Elon Musk’s xAI released its Grok large language model as “open source” over the weekend. The billionaire clearly hopes to set his company at odds with rival OpenAI, which, despite its name, shouldn’t be particularly open. But does releasing the code for something like Grok actually contribute to the AI development community? Yes and no.
Grok is a chatbot trained by xAI to fill the identical vaguely defined role as something like ChatGPT or Claude: You ask it, it answers. This LLM, nonetheless, was given a sassy tone and additional access to Twitter data as a way of differentiating it from the remainder.
As all the time, these systems are nearly not possible to judge, but the overall consensus appears to be that it’s competitive with last-generation, medium-size models like GPT-3.5. (Whether you select that is impressive given the short development time-frame or disappointing given the budget and bombast surrounding xAI is entirely as much as you.)
At any rate, Grok is a contemporary and functional LLM of great size and capability, and the more access the dev community has to the heart of such things, the higher. The issue is in defining “open” in a way that does greater than let an organization (or billionaire) claim the moral high ground.
This isn’t the primary time the terms “open” and “open source” have been questioned or abused within the AI world. And we aren’t just talking a couple of technical quibble, equivalent to picking a usage license that’s not as open as one other (Grok is Apache 2.0, in the event you’re wondering).
To start with, AI models are unlike other software relating to making them “open source.”
In the event you’re making, say, a word processor, it’s relatively easy to make it open source: You publish all of your code publicly and let community to propose improvements or make their very own version. A part of what makes open source as an idea precious is that each aspect of the applying is original or credited to its original creator — this transparency and adherence to correct attribution shouldn’t be only a byproduct, but is core to the very concept of openness.
With AI, that is arguably impossible in any respect, because the way in which machine learning models are created involves a largely unknowable process whereby an incredible amount of coaching data is distilled into a fancy statistical representation the structure of which no human really directed, and even understands. This process can’t be inspected, audited, and improved the way in which traditional code can — so while it still has immense value in a single sense, it will possibly’t ever really be open. (The standards community hasn’t even defined what open shall be on this context, but are actively discussing it.)
That hasn’t stopped AI developers and firms from designing and claiming their models as “open,” a term that has lost much of its meaning on this context. Some call their model “open” if there’s a public-facing interface or API. Some call it “open” in the event that they release a paper describing the event process.
Arguably the closest to “open source” an AI model will be is when its developers release its weights, which is to say the precise attributes of the countless nodes of its neural networks, which perform vector mathematics operations in precise order to finish the pattern began by a user’s input. But even “open-weights” models like LLaMa-2 exclude other essential data, just like the training dataset and process — which could be needed to recreate it from scratch. (Some projects go further, in fact.)

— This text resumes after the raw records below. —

// Copyright (c) 2025 sbksba
//
// This software is licensed under the terms of the MIT License.
// See the LICENSE file in the project root for the full license text.
pub mod api;
pub mod authenticator;
pub mod board;
pub mod config;
pub mod error;
pub mod guard;
pub mod navigator;
pub mod session;

pub use api::ApiClient;
pub use error::{ClientError, Result};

All that is before even mentioning the undeniable fact that it takes hundreds of thousands of dollars in computing and engineering resources to create or replicate these models, effectively restricting who can create and replicate them to corporations with considerable resources.
So where does xAI’s Grok release fall on this spectrum?
As an open-weights model, it’s ready for anyone to download, use, modify, superb tune, or distill. That’s good! It appears to be amongst the most important models anyone can access freely this fashion, when it comes to parameters — 314 billion — which supplies curious engineers rather a lot to work with in the event that they wish to test the way it performs after various modifications.
The scale of the model comes with serious drawbacks, though. You’ll need a whole bunch of gigabytes of high-speed RAM to make use of it on this raw form. In the event you’re not already in possession of, say, a dozen Nvidia H100s in a six-figure AI inference rig, don’t trouble clicking that download link.
And although Grok is arguably competitive with another modern models, it’s also far, far larger than them, meaning it requires more resources to perform the identical thing. There’s all the time a hierarchy of size, efficiency, and other metrics, and it’s still precious, but that is more raw material than final product. It’s also not clear whether that is the newest and best version of Grok, just like the clearly tuned version some have access to via X.
Overall, it’s thing to release this data, nevertheless it’s not a game-changer the way in which some hoped it is perhaps.
It’s also hard to not wonder why Musk is doing this. Is his nascent AI company really dedicated to open source development? Or is that this just mud in the attention of OpenAI, with which Musk is currently pursuing a billionaire-level beef?
In the event that they are really dedicated to open source development, this shall be the primary of many releases, and they’re going to hopefully take the feedback of the community under consideration, release other crucial information, characterize the training data process, and further explain their approach. In the event that they aren’t, and this is simply done so Musk can point to it in online arguments, it’s still precious — just not something anyone within the AI world will depend on or pay much attention to after the following few months as they play with the model.